On Wed, Aug 13, 2008 at 10:32:14PM -0700, Mike Shapiro wrote:

> The logistics of bundling those userland binaries with the dump
> are complex because you have to do it at dump time, not at savecore time.
> 
> Fundamentally though if the interface boundary is truly evolving
> that rapidly you do need the self-extracting property in some fashion.
> 
> My personal view is that it would make more sense to have the xVM
> kernel emit a dump of a guest VM in the extant canonical savecore
> format, keeping its virtual memory implementation details to itself.
> Fundamentally our dump format is simply a hash table of VA -> PFN
> mappings.  It would make more sense to have the panicking dom0

I think you mean 'domU' here.

> contain the notion of how to emit its address spaces including those
> of guest VMs in that canonical format, and then libkvm would just
> work as is, and you would not have this continous revision problem.

The problem is *not* the dump format, that's relatively stable, and
relatively easy to accomodate. Furthermore, we can't change it as this
is what the wider Xen community is using. Nor can we involve the domU in
any domain dump step: the ability to get a dump of a totally hung domU
has already proven critical in our ability to debug problems both in Xen
domUs and with wider Solaris problems[1].

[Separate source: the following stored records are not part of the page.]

//  DRONE.rs
//    by Lut99
//
//  Created:
//    18 Feb 2025, 09:12:40
//  Last edited:
//    21 Feb 2025, 11:20:36
//  Auto updated?
//    Yes
//
//  Description:
//!   Defines the drone-delivery planning domain.
//!
//!   A drone starts at its base with a full battery. Packages wait at a
//!   pickup point, one per target, and the drone has to bring every package
//!   to its target (carrying one at a time) and then return to base. Every
//!   flight drains the battery by its length; the battery can be recharged
//!   for free, but only at the base.
//!
//!   [`DroneDomain`] describes the parameters of such a problem, and grounds
//!   them into an [`ActionSet`] that any search driver can work with.
//!   [`DeliveryHeuristic`] is a consistent heuristic for A*.
//

use std::error;
use std::fmt::{Display, Formatter, Result as FResult};

use indexmap::IndexMap;
use itertools::Itertools as _;

use crate::action::{self, Action, ActionSet, Cost};
use crate::fluent::{Fluent, Interner};
use crate::log::{debug, trace};
use crate::search::Heuristic;
use crate::state::{Goal, State};


/***** CONSTANTS *****/
/// Location names that targets may not use, since they already mean something else.
pub const RESERVED_NAMES: [&str; 3] = ["base", "pickup", "none"];





/***** ERRORS *****/
/// Defines errors that occur when grounding a [`DroneDomain`].
#[derive(Debug)]
pub enum Error {
    /// A flight costs nothing, or more than a full battery.
    IllegalCost { flight: String, cost: Cost, capacity: Cost },
    /// A target was given without a name.
    EmptyTarget,
    /// A target uses a name that is reserved for another location.
    ReservedTarget { id: String },
    /// The grounded actions did not form a valid action set.
    Actions { err: action::Error },
}
impl Display for Error {
    #[inline]
    fn fmt(&self, f: &mut Formatter) -> FResult {
        match self {
            Self::IllegalCost { flight, cost, capacity } => {
                write!(f, "Flight {flight} costs {cost}, but flights must cost at least 1 and at most the battery capacity ({capacity})")
            },
            Self::EmptyTarget => write!(f, "Target with an empty name given"),
            Self::ReservedTarget { id } => write!(f, "Target name \"{id}\" is reserved (cannot be any of {})", RESERVED_NAMES.iter().join(", ")),
            Self::Actions { .. } => write!(f, "Failed to build action set from grounded actions"),
        }
    }
}
impl error::Error for Error {
    #[inline]
    fn source(&self) -> Option<&(dyn 'static + error::Error)> {
        match self {
            Self::IllegalCost { .. } | Self::EmptyTarget | Self::ReservedTarget { .. } => None,
            Self::Actions { err } => Some(err),
        }
    }
}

The problem is more fundamental: kernel changes in things like kmem, HAT
structures etc. mean that existing mdb dcmds are tied to specific kernel
revisions. As Greg mentioned, using mdb_ctf_mumble() will help here, but
it's really a matter of policy: should future changes be careful not to
break older crash dump processing, or do I have to go through the horror
of an mdb_kb backport?

To my mind, maintaining some level of compatibility is useful in itself.
mdb.eng's mdb wrapper notwithstanding, it can still be troublesome.

regards
john

[1] it's pretty useful for debugging kmdb for one!